PROBLEM:
Scan the lines below for the string "carries" and copy every one that has it.

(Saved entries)
===============
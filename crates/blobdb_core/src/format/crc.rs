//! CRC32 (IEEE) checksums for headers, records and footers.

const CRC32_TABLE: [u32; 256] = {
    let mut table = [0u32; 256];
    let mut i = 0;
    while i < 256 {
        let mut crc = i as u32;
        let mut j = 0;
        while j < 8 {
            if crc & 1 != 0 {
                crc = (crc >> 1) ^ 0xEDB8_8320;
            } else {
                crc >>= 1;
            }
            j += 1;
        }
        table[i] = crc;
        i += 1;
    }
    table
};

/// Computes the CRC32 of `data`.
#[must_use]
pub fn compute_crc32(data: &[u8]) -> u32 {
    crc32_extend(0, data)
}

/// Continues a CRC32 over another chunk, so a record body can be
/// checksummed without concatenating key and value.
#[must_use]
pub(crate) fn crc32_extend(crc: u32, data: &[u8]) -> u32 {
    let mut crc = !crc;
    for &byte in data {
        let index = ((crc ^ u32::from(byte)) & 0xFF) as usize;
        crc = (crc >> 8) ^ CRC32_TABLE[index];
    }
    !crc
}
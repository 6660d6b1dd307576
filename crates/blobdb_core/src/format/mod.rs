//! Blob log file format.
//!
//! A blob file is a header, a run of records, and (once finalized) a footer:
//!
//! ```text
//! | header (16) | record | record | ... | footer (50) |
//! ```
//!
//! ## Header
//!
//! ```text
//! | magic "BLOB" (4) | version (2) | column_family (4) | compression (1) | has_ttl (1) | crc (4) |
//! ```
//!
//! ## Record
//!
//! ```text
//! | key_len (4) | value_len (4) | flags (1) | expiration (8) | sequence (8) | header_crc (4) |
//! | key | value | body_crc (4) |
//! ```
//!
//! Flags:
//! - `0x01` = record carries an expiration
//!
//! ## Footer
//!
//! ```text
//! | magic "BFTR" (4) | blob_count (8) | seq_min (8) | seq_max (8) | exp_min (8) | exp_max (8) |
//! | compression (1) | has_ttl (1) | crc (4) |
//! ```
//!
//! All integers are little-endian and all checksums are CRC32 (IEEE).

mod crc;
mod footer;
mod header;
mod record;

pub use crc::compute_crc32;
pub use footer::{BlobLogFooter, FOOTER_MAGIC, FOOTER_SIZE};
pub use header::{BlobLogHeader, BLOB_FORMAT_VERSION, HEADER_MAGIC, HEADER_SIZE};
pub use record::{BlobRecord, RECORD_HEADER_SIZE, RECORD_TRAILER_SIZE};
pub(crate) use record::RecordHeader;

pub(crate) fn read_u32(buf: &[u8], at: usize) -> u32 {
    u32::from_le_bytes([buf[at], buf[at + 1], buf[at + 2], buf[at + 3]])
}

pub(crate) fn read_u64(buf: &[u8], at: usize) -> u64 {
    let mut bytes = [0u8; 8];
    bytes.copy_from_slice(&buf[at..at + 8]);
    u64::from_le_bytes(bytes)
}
===============
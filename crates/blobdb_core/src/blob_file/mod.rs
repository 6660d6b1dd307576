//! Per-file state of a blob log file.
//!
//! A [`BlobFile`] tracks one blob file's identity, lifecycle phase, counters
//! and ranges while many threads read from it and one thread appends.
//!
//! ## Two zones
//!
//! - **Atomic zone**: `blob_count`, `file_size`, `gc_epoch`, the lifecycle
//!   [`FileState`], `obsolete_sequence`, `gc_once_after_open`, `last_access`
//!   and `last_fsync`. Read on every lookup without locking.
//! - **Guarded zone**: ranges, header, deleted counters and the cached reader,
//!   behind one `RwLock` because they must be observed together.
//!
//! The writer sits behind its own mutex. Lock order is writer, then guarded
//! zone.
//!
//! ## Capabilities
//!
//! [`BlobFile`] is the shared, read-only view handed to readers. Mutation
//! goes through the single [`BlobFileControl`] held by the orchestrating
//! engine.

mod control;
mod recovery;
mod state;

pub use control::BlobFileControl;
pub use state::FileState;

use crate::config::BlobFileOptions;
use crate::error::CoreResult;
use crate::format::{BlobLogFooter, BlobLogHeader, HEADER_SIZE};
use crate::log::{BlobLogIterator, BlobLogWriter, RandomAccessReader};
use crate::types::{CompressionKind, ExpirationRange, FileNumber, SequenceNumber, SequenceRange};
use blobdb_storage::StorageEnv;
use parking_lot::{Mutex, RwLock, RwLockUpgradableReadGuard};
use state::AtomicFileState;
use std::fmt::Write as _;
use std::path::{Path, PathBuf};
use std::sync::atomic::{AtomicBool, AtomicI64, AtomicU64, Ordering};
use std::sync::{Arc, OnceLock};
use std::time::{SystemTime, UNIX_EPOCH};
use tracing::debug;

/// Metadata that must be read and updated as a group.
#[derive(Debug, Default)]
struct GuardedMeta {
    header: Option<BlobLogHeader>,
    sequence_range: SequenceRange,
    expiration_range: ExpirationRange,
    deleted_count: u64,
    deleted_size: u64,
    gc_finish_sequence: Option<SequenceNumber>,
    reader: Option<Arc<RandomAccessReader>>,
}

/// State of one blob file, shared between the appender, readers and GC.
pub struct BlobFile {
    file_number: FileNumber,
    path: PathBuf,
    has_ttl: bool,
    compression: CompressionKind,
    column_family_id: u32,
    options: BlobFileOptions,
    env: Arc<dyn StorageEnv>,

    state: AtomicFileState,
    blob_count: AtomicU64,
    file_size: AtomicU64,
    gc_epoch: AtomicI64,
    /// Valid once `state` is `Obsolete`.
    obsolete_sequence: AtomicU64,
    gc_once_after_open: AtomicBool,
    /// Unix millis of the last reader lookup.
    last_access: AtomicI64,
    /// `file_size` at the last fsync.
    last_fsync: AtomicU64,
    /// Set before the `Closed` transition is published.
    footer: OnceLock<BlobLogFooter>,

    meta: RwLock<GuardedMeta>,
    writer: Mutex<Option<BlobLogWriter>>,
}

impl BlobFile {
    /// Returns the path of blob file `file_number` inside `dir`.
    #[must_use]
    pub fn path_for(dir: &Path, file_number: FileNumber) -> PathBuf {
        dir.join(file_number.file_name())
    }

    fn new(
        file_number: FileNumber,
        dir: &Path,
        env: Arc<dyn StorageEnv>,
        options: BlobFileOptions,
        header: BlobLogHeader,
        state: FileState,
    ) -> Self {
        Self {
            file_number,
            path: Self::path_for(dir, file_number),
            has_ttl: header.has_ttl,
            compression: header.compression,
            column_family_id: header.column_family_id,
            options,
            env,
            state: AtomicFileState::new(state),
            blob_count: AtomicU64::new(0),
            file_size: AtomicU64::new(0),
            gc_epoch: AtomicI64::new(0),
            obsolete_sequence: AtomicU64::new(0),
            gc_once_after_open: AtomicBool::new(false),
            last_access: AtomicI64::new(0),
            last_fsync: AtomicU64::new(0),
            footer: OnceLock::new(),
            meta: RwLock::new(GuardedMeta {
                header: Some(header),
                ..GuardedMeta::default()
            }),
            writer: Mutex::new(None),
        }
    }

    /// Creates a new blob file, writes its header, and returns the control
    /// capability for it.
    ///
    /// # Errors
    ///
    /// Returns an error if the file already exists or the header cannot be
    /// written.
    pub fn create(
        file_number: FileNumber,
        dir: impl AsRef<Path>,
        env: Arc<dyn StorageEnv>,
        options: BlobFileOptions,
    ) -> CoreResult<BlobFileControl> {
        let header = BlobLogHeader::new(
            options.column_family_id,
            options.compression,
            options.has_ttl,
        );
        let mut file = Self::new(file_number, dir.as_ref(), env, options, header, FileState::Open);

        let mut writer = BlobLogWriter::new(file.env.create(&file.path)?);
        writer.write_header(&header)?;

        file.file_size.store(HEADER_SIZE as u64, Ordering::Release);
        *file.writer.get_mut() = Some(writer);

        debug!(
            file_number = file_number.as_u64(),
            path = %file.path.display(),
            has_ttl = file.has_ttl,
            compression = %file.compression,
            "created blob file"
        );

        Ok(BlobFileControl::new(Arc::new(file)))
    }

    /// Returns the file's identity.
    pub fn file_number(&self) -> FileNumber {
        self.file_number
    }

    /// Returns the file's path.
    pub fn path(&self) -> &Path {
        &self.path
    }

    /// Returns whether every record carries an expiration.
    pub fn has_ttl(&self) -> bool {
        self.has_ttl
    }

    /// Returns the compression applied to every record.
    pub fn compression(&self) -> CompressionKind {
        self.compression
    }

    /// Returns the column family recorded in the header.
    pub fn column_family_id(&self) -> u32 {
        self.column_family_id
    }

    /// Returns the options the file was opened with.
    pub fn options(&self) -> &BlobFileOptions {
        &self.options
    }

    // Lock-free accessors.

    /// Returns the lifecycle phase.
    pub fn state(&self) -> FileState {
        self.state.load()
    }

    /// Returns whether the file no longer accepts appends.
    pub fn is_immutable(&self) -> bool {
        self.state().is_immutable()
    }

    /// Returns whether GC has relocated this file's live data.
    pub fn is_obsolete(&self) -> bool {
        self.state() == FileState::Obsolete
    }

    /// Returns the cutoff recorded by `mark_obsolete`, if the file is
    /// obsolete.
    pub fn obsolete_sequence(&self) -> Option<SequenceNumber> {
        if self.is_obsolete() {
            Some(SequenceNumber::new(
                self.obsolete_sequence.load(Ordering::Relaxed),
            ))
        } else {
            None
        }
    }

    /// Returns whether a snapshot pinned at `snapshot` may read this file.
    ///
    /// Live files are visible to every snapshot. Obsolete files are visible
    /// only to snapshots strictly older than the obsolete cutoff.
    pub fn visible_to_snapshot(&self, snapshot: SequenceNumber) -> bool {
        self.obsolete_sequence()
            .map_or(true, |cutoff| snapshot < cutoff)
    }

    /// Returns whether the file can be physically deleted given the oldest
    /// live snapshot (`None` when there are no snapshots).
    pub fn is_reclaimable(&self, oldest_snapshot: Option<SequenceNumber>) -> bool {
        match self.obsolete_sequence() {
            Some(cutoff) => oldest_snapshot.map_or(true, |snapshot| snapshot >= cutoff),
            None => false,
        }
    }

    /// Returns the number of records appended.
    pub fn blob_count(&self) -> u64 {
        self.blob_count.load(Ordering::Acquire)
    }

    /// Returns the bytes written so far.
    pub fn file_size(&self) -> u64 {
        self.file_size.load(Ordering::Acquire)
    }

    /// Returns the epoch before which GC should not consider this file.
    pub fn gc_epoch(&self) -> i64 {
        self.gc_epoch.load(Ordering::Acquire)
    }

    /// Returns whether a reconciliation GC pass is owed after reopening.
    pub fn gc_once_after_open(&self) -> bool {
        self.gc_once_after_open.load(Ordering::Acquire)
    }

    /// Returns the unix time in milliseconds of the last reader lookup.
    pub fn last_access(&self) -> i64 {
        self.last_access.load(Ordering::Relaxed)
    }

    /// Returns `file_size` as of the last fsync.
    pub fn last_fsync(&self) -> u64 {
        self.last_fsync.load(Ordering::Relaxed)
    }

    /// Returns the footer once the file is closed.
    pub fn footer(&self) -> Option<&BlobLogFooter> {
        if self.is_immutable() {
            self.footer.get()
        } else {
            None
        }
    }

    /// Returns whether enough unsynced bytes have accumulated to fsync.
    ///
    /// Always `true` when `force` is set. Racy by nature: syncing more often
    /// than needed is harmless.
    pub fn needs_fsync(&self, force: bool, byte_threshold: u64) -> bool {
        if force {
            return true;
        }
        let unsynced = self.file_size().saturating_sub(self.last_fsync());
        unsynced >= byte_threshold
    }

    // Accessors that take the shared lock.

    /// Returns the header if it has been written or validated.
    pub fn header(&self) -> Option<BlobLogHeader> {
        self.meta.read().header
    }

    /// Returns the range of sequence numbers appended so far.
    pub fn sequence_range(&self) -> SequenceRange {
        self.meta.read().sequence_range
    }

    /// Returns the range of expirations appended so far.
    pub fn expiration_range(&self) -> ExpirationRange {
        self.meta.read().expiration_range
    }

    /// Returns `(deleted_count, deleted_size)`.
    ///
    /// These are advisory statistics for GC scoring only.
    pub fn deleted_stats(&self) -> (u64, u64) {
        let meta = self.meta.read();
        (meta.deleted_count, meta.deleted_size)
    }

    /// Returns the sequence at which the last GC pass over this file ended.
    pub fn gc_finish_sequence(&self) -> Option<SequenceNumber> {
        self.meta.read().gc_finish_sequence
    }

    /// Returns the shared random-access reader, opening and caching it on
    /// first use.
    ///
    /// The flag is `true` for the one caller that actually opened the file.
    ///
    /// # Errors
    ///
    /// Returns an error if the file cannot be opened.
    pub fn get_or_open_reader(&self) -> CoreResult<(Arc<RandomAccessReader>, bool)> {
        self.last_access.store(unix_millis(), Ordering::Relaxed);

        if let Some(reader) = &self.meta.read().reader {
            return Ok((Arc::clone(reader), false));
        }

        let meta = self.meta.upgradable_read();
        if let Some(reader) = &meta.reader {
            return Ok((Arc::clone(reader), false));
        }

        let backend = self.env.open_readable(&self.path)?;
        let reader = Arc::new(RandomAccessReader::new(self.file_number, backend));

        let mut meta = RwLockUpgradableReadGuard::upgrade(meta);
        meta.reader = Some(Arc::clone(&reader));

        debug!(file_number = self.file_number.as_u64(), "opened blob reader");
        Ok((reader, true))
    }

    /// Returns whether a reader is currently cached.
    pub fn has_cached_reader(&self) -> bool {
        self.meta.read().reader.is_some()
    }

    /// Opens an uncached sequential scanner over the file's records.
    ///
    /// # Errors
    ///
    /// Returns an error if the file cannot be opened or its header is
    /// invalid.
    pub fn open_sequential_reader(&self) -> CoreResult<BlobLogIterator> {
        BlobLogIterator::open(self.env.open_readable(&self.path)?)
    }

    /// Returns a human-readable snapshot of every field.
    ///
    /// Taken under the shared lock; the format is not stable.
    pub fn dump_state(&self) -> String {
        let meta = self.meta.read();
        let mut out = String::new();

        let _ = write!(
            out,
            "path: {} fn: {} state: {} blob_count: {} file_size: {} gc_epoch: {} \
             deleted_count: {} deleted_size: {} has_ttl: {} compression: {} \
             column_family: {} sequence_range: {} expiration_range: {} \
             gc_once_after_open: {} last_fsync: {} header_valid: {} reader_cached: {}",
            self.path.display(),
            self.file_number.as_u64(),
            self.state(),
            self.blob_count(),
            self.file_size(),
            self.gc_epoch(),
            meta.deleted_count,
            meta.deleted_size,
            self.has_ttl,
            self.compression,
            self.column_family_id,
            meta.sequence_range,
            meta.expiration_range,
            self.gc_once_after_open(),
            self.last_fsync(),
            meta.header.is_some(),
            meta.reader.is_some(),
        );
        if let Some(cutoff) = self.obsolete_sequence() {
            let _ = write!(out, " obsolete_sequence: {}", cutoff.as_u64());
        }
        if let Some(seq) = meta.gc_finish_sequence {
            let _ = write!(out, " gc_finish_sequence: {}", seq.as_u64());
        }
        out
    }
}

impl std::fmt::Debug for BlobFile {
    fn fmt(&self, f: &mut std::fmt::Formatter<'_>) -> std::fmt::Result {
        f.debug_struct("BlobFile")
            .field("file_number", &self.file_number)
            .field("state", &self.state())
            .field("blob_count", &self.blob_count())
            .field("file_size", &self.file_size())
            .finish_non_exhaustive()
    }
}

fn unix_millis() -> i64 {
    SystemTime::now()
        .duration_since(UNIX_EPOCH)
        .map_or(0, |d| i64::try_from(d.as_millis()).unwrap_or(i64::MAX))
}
===============
PROBLEM SOLUTION:
//! - `0x01` = record carries an expiration
    /// Returns whether every record carries an expiration.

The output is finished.